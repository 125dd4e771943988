//! Bookkeeping guarded by the pool gate
//!
//! Every object the pool knows about lives in one table keyed by the address of
//! its `Arc` allocation, tagged with the state it is in. Owned objects are the
//! `Available` and `Rented` ones; `PendingDeletion` objects were evicted while
//! rented and wait to be destroyed on return. Available objects are also
//! indexed oldest-first in `available`.
//!
//! Nothing here runs caller callbacks. Transitions that drop objects from the
//! pool hand them back so the caller can tear them down after unlocking.

use std::collections::{BTreeMap, HashMap};
use std::sync::Arc;
use std::time::Duration;

pub(crate) type EntryKey = usize;

/// Identity of a pooled object
pub(crate) fn key_of<T>(object: &Arc<T>) -> EntryKey {
    Arc::as_ptr(object) as usize
}

#[derive(Debug, Clone, Copy, PartialEq, Eq)]
pub(crate) enum EntryState {
    Available,
    Rented,
    PendingDeletion,
}

struct Slot<T> {
    object: Arc<T>,
    stamp: Duration,
    state: EntryState,
    // Position in the available queue while `state == Available`
    queue_seq: u64,
}

type QueueKey = (Duration, u64);

pub(crate) struct PoolState<T> {
    entries: HashMap<EntryKey, Slot<T>>,
    available: BTreeMap<QueueKey, EntryKey>,
    next_seq: u64,
    owned: usize,
    max_pool_size: usize,
    disposed: bool,
}

impl<T> PoolState<T> {
    pub fn new(max_pool_size: usize) -> Self {
        Self {
            entries: HashMap::new(),
            available: BTreeMap::new(),
            next_seq: 0,
            owned: 0,
            max_pool_size,
            disposed: false,
        }
    }

    pub fn owned_count(&self) -> usize {
        self.owned
    }

    pub fn available_count(&self) -> usize {
        self.available.len()
    }

    pub fn rented_count(&self) -> usize {
        self.owned - self.available.len()
    }

    pub fn pending_count(&self) -> usize {
        self.entries.len() - self.owned
    }

    pub fn max_pool_size(&self) -> usize {
        self.max_pool_size
    }

    pub fn set_max_pool_size(&mut self, size: usize) {
        self.max_pool_size = size;
    }

    pub fn is_full(&self) -> bool {
        self.owned >= self.max_pool_size
    }

    pub fn is_disposed(&self) -> bool {
        self.disposed
    }

    pub fn state_of(&self, key: EntryKey) -> Option<EntryState> {
        self.entries.get(&key).map(|slot| slot.state)
    }

    pub fn object(&self, key: EntryKey) -> Option<Arc<T>> {
        self.entries.get(&key).map(|slot| Arc::clone(&slot.object))
    }

    /// Take the oldest available object and mark it rented at `now`
    pub fn rent_oldest(&mut self, now: Duration) -> Option<Arc<T>> {
        let (_, key) = self.available.pop_first()?;
        let slot = self.entries.get_mut(&key)?;
        slot.state = EntryState::Rented;
        slot.stamp = now;
        Some(Arc::clone(&slot.object))
    }

    /// Take ownership of a freshly created object that is already handed out
    pub fn admit_rented(&mut self, object: Arc<T>, now: Duration) {
        let slot = Slot {
            object,
            stamp: now,
            state: EntryState::Rented,
            queue_seq: 0,
        };
        self.entries.insert(key_of(&slot.object), slot);
        self.owned += 1;
    }

    /// Put a rented object back in the available queue
    pub fn make_available(&mut self, key: EntryKey, now: Duration) {
        let seq = self.next_seq;
        let Some(slot) = self.entries.get_mut(&key) else {
            return;
        };
        if slot.state != EntryState::Rented {
            return;
        }
        slot.state = EntryState::Available;
        slot.stamp = now;
        slot.queue_seq = seq;
        self.available.insert((now, seq), key);
        self.next_seq += 1;
    }

    /// Remove an entry regardless of its state
    pub fn remove(&mut self, key: EntryKey) -> Option<Arc<T>> {
        let slot = self.entries.remove(&key)?;
        match slot.state {
            EntryState::Available => {
                self.available.remove(&(slot.stamp, slot.queue_seq));
                self.owned -= 1;
            }
            EntryState::Rented => self.owned -= 1,
            EntryState::PendingDeletion => {}
        }
        Some(slot.object)
    }

    /// Remove up to `limit` idle objects, oldest first
    pub fn evict_idle(&mut self, limit: usize) -> Vec<Arc<T>> {
        let mut evicted = Vec::with_capacity(limit.min(self.available.len()));
        while evicted.len() < limit {
            let Some((_, key)) = self.available.pop_first() else {
                break;
            };
            if let Some(slot) = self.entries.remove(&key) {
                self.owned -= 1;
                evicted.push(slot.object);
            }
        }
        evicted
    }

    /// Move up to `limit` rented objects to pending deletion
    pub fn defer_rented(&mut self, limit: usize) -> usize {
        let mut deferred = 0;
        for slot in self.entries.values_mut() {
            if deferred == limit {
                break;
            }
            if slot.state == EntryState::Rented {
                slot.state = EntryState::PendingDeletion;
                deferred += 1;
            }
        }
        self.owned -= deferred;
        deferred
    }

    /// Up to `limit` pending-deletion entries, in table order
    pub fn pending_keys(&self, limit: usize) -> Vec<EntryKey> {
        self.entries
            .iter()
            .filter(|(_, slot)| slot.state == EntryState::PendingDeletion)
            .map(|(key, _)| *key)
            .take(limit)
            .collect()
    }

    /// Take a pending-deletion entry back into ownership as rented
    pub fn reclaim(&mut self, key: EntryKey) -> bool {
        match self.entries.get_mut(&key) {
            Some(slot) if slot.state == EntryState::PendingDeletion => {
                slot.state = EntryState::Rented;
                self.owned += 1;
                true
            }
            _ => false,
        }
    }

    /// Evict every owned object whose last activity is at least `retention` old
    ///
    /// Idle ones are removed and returned; rented ones become pending deletion.
    /// Returns the removed objects and how many were deferred.
    pub fn expire(&mut self, now: Duration, retention: Duration) -> (Vec<Arc<T>>, usize) {
        let expired: Vec<EntryKey> = self
            .entries
            .iter()
            .filter(|(_, slot)| slot.state != EntryState::PendingDeletion)
            .filter(|(_, slot)| now.saturating_sub(slot.stamp) >= retention)
            .map(|(key, _)| *key)
            .collect();

        let mut removed = Vec::new();
        let mut deferred = 0;
        for key in expired {
            match self.state_of(key) {
                Some(EntryState::Available) => removed.extend(self.remove(key)),
                Some(EntryState::Rented) => {
                    if let Some(slot) = self.entries.get_mut(&key) {
                        slot.state = EntryState::PendingDeletion;
                        self.owned -= 1;
                        deferred += 1;
                    }
                }
                _ => {}
            }
        }
        (removed, deferred)
    }

    /// Drop every owned object: idle ones are returned, rented ones deferred
    pub fn clear(&mut self) -> (Vec<Arc<T>>, usize) {
        let idle = self.evict_idle(usize::MAX);
        let deferred = self.defer_rented(usize::MAX);
        debug_assert_eq!(self.owned, 0);
        (idle, deferred)
    }

    /// Terminal transition; the pool owns nothing afterwards
    pub fn dispose(&mut self) -> (Vec<Arc<T>>, usize) {
        let cleared = self.clear();
        self.max_pool_size = 0;
        self.disposed = true;
        cleared
    }
}
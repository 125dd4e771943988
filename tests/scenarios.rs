use esox_resizable_pool::{
    BoxError, ManualClock, PoolConfiguration, PoolError, ResizablePool, TeardownFn,
};
use std::sync::Arc;
use std::sync::atomic::{AtomicUsize, Ordering};
use std::time::Duration;

struct Probe {
    created: Arc<AtomicUsize>,
    resets: Arc<AtomicUsize>,
    destroyed: Arc<AtomicUsize>,
}

impl Probe {
    fn new() -> Self {
        Self {
            created: Arc::new(AtomicUsize::new(0)),
            resets: Arc::new(AtomicUsize::new(0)),
            destroyed: Arc::new(AtomicUsize::new(0)),
        }
    }

    fn pool(&self, max: usize) -> ResizablePool<usize> {
        let created = Arc::clone(&self.created);
        let resets = Arc::clone(&self.resets);
        let destroyed = Arc::clone(&self.destroyed);

        ResizablePool::new(
            move || created.fetch_add(1, Ordering::SeqCst),
            PoolConfiguration::new().with_max_pool_size(max),
        )
        .with_reset(move |_: &usize| {
            resets.fetch_add(1, Ordering::SeqCst);
            Ok::<(), BoxError>(())
        })
        .with_teardown(TeardownFn::new(move |_: Arc<usize>| {
            destroyed.fetch_add(1, Ordering::SeqCst);
            Ok::<(), BoxError>(())
        }))
    }

    fn created(&self) -> usize {
        self.created.load(Ordering::SeqCst)
    }

    fn resets(&self) -> usize {
        self.resets.load(Ordering::SeqCst)
    }

    fn destroyed(&self) -> usize {
        self.destroyed.load(Ordering::SeqCst)
    }
}

fn assert_counts_consistent(pool: &ResizablePool<usize>) {
    assert_eq!(
        pool.rented_count() + pool.available_count(),
        pool.current_pool_size()
    );
    assert!(pool.current_pool_size() <= pool.max_pool_size());
}

#[test]
fn rent_return_sequence_keeps_counts_consistent() {
    let probe = Probe::new();
    let pool = probe.pool(4);
    let mut held = Vec::new();

    for step in 0..40 {
        if step % 3 == 2 {
            if let Some(object) = held.pop() {
                pool.return_object(object).unwrap();
            }
        } else if let Some(object) = pool.try_rent().unwrap() {
            held.push(object);
        }
        assert_counts_consistent(&pool);
    }

    assert!(probe.created() <= 4);
}

#[test]
fn factory_runs_only_when_nothing_is_idle() {
    let probe = Probe::new();
    let pool = probe.pool(3);

    let a = pool.rent().unwrap();
    let b = pool.rent().unwrap();
    assert_eq!(probe.created(), 2);

    pool.return_object(a).unwrap();
    let _c = pool.rent().unwrap();
    assert_eq!(probe.created(), 2);

    pool.return_object(b).unwrap();
    let _d = pool.rent().unwrap();
    let _e = pool.rent().unwrap();
    assert_eq!(probe.created(), 3);
}

#[test]
fn returning_twice_resets_once() {
    let probe = Probe::new();
    let pool = probe.pool(2);
    let object = pool.rent().unwrap();

    pool.return_object(Arc::clone(&object)).unwrap();
    pool.return_object(object).unwrap();

    assert_eq!(probe.resets(), 1);
    assert_eq!(pool.available_count(), 1);
}

#[test]
fn returning_a_stranger_is_ignored() {
    let probe = Probe::new();
    let pool = probe.pool(2);

    pool.return_object(Arc::new(7)).unwrap();

    assert_eq!(probe.resets(), 0);
    assert_eq!(pool.current_pool_size(), 0);
}

#[test]
fn resize_down_then_up_reuses_evicted_objects() {
    let probe = Probe::new();
    let pool = probe.pool(6);
    let held: Vec<_> = (0..6).map(|_| pool.rent().unwrap()).collect();

    pool.resize(2).unwrap();
    assert_eq!(pool.pending_deletion_count(), 4);

    pool.resize(5).unwrap();
    assert_eq!(pool.pending_deletion_count(), 1);
    assert_eq!(pool.current_pool_size(), 5);
    assert_eq!(probe.created(), 6);

    for object in held {
        pool.return_object(object).unwrap();
    }
    assert_eq!(probe.destroyed(), 1);
    assert_eq!(pool.current_pool_size(), 5);
    assert_eq!(pool.available_count(), 5);
}

#[test]
fn resize_ten_to_five_with_everything_rented() {
    let probe = Probe::new();
    let pool = probe.pool(10);
    let held: Vec<_> = (0..10).map(|_| pool.rent().unwrap()).collect();

    pool.resize(5).unwrap();
    assert_eq!(pool.pending_deletion_count(), 5);

    for object in held {
        pool.return_object(object).unwrap();
    }

    assert_eq!(probe.destroyed(), 5);
    assert_eq!(pool.available_count(), 5);
    assert_eq!(pool.current_pool_size(), 5);
    assert_eq!(pool.current_pool_size(), pool.max_pool_size());
}

#[test]
fn shrink_by_age_respects_retention() {
    let probe = Probe::new();
    let clock = Arc::new(ManualClock::new());
    let pool = probe.pool(3).with_clock(clock.clone());

    let old_idle = pool.rent().unwrap();
    let old_rented = pool.rent().unwrap();
    pool.return_object(Arc::clone(&old_idle)).unwrap();

    clock.advance(Duration::from_secs(30));
    let fresh = pool.rent().unwrap();
    assert!(Arc::ptr_eq(&fresh, &old_idle));
    let newer = pool.rent().unwrap();
    pool.return_object(Arc::clone(&newer)).unwrap();

    clock.advance(Duration::from_secs(30));
    let owned = pool.shrink(Duration::from_secs(45)).unwrap();

    // Only `old_rented` has been inactive for 60s.
    assert_eq!(owned, 2);
    assert_eq!(pool.pending_deletion_count(), 1);
    assert_eq!(probe.destroyed(), 0);
    assert!(pool.contains(&newer).unwrap());

    pool.return_object(old_rented).unwrap();
    assert_eq!(probe.destroyed(), 1);
    drop(fresh);
}

#[test]
fn factory_without_object_fails_rent() {
    let calls = Arc::new(AtomicUsize::new(0));
    let seen = Arc::clone(&calls);
    let pool = ResizablePool::<Vec<u8>>::with_fallible_factory(
        move || {
            seen.fetch_add(1, Ordering::SeqCst);
            Ok::<_, BoxError>(None)
        },
        PoolConfiguration::new().with_max_pool_size(1),
    );

    assert!(matches!(pool.rent(), Err(PoolError::FactoryReturnedNull)));
    assert_eq!(calls.load(Ordering::SeqCst), 1);
}

#[test]
fn disposing_an_empty_pool_twice() {
    let probe = Probe::new();
    let pool = probe.pool(4);

    pool.dispose().unwrap();
    assert_eq!(pool.current_pool_size(), 0);
    pool.dispose().unwrap();
    assert_eq!(pool.current_pool_size(), 0);
}

#[test]
fn disposed_pool_still_accepts_evicted_objects() {
    let probe = Probe::new();
    let pool = probe.pool(2);
    let object = pool.rent().unwrap();
    pool.resize(0).unwrap();
    pool.dispose().unwrap();

    assert!(matches!(pool.rent(), Err(PoolError::Disposed)));

    pool.return_object(object).unwrap();
    assert_eq!(probe.destroyed(), 1);
    assert_eq!(probe.resets(), 0);
}

#[test]
fn objects_rented_at_disposal_are_destroyed_on_return() {
    let probe = Probe::new();
    let pool = probe.pool(2);
    let object = pool.rent().unwrap();

    pool.dispose().unwrap();
    assert_eq!(pool.pending_deletion_count(), 1);

    pool.return_object(object).unwrap();
    assert_eq!(probe.destroyed(), 1);
    assert!(matches!(
        pool.return_object(Arc::new(0)),
        Err(PoolError::Disposed)
    ));
}
//! Pool configuration options

use std::time::Duration;

#[cfg(feature = "serde")]
use serde::{Deserialize, Serialize};

use crate::errors::{PoolError, PoolResult};

/// Configuration for pool behavior
///
/// # Examples
///
/// ```
/// use esox_resizable_pool::PoolConfiguration;
/// use std::time::Duration;
///
/// let config = PoolConfiguration::new()
///     .with_max_pool_size(16)
///     .with_timeout(Duration::from_secs(5))
///     .with_retry_interval(Duration::from_millis(2));
///
/// assert_eq!(config.max_pool_size, 16);
/// assert!(config.validate().is_ok());
/// ```
#[derive(Debug, Clone, PartialEq, Eq)]
#[cfg_attr(feature = "serde", derive(Serialize, Deserialize))]
pub struct PoolConfiguration {
    /// Initial maximum number of objects the pool may own; changed later by resize
    pub max_pool_size: usize,

    /// How long `rent_async` waits for an object before giving up
    pub operation_timeout: Duration,

    /// How often `rent_async` retries while the pool is full
    pub retry_interval: Duration,
}

impl Default for PoolConfiguration {
    fn default() -> Self {
        Self {
            max_pool_size: 100,
            operation_timeout: Duration::from_secs(30),
            retry_interval: Duration::from_millis(10),
        }
    }
}

impl PoolConfiguration {
    /// Create a new configuration with default values
    pub fn new() -> Self {
        Self::default()
    }

    /// Set the initial maximum pool size
    pub fn with_max_pool_size(mut self, size: usize) -> Self {
        self.max_pool_size = size;
        self
    }

    /// Set the timeout for `rent_async`
    pub fn with_timeout(mut self, timeout: Duration) -> Self {
        self.operation_timeout = timeout;
        self
    }

    /// Set the retry interval for `rent_async`
    pub fn with_retry_interval(mut self, interval: Duration) -> Self {
        self.retry_interval = interval;
        self
    }

    /// Check the configuration for values the pool cannot work with
    pub fn validate(&self) -> PoolResult<()> {
        if self.operation_timeout.is_zero() {
            return Err(PoolError::InvalidConfiguration(
                "operation_timeout must be greater than zero".to_string(),
            ));
        }
        if self.retry_interval.is_zero() {
            return Err(PoolError::InvalidConfiguration(
                "retry_interval must be greater than zero".to_string(),
            ));
        }
        Ok(())
    }
}

#[cfg(test)]
mod tests {
    use super::*;

    #[test]
    fn test_defaults() {
        let config = PoolConfiguration::default();
        assert_eq!(config.max_pool_size, 100);
        assert_eq!(config.operation_timeout, Duration::from_secs(30));
        assert!(config.validate().is_ok());
    }

    #[test]
    fn test_zero_durations_rejected() {
        let config = PoolConfiguration::new().with_retry_interval(Duration::ZERO);
        assert!(matches!(
            config.validate(),
            Err(PoolError::InvalidConfiguration(_))
        ));

        let config = PoolConfiguration::new().with_timeout(Duration::ZERO);
        assert!(config.validate().is_err());
    }

    #[test]
    fn test_zero_max_size_is_allowed() {
        let config = PoolConfiguration::new().with_max_pool_size(0);
        assert!(config.validate().is_ok());
    }
}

TASK
From the data above, gather every line that includes the word "type".

EXPECTED ANSWER
pub(crate) type EntryKey = usize;
type QueueKey = (Duration, u64);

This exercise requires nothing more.